__TASK PROMPT__.
Report how many lines in the data include "impl", with the number as the only reply.

__THE DATA__.
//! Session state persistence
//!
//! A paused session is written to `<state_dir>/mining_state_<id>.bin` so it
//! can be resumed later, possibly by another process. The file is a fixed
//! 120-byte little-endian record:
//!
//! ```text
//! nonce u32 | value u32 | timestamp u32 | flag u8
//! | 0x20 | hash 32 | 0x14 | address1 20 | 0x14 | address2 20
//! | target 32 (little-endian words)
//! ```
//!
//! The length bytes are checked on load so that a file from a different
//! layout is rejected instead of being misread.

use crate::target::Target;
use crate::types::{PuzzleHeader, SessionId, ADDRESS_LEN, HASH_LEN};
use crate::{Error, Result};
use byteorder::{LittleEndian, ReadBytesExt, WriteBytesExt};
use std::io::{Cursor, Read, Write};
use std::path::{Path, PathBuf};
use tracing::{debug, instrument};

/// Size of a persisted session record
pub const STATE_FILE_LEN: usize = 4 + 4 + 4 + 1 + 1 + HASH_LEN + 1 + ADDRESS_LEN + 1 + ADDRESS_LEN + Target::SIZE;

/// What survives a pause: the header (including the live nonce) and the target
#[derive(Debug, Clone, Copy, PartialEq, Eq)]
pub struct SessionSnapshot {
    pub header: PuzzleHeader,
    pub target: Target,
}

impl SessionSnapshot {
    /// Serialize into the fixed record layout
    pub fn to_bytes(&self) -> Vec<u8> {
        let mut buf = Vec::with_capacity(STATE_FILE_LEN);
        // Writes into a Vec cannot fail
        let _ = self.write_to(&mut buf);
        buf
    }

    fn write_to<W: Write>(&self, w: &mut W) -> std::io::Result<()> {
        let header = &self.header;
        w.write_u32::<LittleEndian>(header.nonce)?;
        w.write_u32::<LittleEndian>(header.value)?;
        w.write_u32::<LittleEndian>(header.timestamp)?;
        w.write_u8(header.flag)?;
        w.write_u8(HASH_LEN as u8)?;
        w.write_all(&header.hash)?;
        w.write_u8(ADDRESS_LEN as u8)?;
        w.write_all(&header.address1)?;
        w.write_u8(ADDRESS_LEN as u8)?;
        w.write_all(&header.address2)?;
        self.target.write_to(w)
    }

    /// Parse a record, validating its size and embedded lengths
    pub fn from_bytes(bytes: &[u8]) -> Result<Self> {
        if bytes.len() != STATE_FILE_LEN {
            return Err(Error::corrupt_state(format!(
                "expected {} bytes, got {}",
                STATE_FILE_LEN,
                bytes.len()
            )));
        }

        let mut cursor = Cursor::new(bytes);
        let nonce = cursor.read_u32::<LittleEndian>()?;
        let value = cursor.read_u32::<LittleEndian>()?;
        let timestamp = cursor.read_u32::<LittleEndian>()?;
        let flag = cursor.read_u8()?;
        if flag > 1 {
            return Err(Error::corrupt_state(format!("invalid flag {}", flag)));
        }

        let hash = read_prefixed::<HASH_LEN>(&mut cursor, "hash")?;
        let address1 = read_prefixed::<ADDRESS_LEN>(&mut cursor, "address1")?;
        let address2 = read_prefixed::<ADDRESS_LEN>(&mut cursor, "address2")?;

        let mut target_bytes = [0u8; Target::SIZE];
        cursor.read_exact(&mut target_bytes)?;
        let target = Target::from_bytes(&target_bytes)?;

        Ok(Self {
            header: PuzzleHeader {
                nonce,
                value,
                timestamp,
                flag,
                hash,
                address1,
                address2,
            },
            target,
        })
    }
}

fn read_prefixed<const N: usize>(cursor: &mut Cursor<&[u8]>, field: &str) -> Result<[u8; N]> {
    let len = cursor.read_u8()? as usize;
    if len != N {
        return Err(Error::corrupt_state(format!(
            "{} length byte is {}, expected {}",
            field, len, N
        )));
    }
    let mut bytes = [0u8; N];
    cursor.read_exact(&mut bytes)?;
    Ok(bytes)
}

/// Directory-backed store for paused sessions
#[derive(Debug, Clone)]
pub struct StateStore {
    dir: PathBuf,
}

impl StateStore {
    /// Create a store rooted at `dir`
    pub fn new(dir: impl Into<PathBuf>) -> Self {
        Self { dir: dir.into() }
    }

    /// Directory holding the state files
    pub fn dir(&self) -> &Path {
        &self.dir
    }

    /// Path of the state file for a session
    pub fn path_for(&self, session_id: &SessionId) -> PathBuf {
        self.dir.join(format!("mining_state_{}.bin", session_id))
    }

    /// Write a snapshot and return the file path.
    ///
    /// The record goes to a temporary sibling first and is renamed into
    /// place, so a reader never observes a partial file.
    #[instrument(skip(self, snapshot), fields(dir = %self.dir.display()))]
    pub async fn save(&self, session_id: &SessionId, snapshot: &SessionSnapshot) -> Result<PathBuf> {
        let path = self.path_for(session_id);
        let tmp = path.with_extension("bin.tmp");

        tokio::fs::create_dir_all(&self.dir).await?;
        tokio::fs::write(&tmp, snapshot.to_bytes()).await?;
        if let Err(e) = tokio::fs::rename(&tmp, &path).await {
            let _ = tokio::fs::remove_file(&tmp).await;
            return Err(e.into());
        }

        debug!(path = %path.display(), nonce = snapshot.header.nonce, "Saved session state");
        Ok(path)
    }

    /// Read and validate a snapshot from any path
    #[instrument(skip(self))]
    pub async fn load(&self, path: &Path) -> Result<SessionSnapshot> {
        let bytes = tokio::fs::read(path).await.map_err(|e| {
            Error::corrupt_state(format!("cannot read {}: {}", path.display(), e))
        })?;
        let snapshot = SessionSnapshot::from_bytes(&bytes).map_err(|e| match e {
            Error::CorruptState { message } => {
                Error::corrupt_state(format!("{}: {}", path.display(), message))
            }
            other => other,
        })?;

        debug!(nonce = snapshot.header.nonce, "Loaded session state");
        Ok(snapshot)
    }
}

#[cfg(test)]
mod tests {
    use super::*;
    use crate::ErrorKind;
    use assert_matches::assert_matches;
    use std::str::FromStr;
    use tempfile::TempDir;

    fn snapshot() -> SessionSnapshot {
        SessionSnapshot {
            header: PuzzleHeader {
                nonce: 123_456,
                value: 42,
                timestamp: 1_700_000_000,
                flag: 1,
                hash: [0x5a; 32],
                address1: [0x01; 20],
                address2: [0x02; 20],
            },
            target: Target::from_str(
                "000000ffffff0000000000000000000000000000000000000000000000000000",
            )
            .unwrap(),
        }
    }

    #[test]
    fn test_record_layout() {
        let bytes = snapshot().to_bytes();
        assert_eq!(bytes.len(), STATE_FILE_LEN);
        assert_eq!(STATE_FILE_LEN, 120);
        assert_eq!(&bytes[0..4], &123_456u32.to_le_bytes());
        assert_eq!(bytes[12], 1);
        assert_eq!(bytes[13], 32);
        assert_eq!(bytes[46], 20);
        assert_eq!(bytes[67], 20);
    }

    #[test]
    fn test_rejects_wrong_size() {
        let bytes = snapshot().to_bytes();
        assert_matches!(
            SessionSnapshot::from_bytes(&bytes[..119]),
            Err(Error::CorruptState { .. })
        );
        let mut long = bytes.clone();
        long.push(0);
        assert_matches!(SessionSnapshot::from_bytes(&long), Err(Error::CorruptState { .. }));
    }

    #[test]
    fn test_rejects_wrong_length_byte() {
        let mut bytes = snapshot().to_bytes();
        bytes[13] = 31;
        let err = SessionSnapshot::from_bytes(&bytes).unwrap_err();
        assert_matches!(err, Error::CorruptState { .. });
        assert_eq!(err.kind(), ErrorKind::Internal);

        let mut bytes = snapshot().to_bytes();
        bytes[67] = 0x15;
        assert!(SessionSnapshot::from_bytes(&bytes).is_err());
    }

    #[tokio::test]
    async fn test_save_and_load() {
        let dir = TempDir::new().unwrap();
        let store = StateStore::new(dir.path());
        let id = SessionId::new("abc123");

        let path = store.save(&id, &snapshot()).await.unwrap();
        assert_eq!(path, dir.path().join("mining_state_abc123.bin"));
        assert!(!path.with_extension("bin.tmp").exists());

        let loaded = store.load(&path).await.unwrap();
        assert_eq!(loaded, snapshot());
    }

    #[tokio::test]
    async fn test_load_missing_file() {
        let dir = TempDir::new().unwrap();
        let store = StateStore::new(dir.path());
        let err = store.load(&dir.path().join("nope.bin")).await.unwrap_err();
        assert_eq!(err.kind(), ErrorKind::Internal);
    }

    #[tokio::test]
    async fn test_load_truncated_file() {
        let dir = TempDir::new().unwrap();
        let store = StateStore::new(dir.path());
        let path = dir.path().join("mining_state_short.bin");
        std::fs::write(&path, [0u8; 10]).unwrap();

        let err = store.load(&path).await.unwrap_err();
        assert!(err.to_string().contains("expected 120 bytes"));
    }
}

__TASK ANSWER__.
3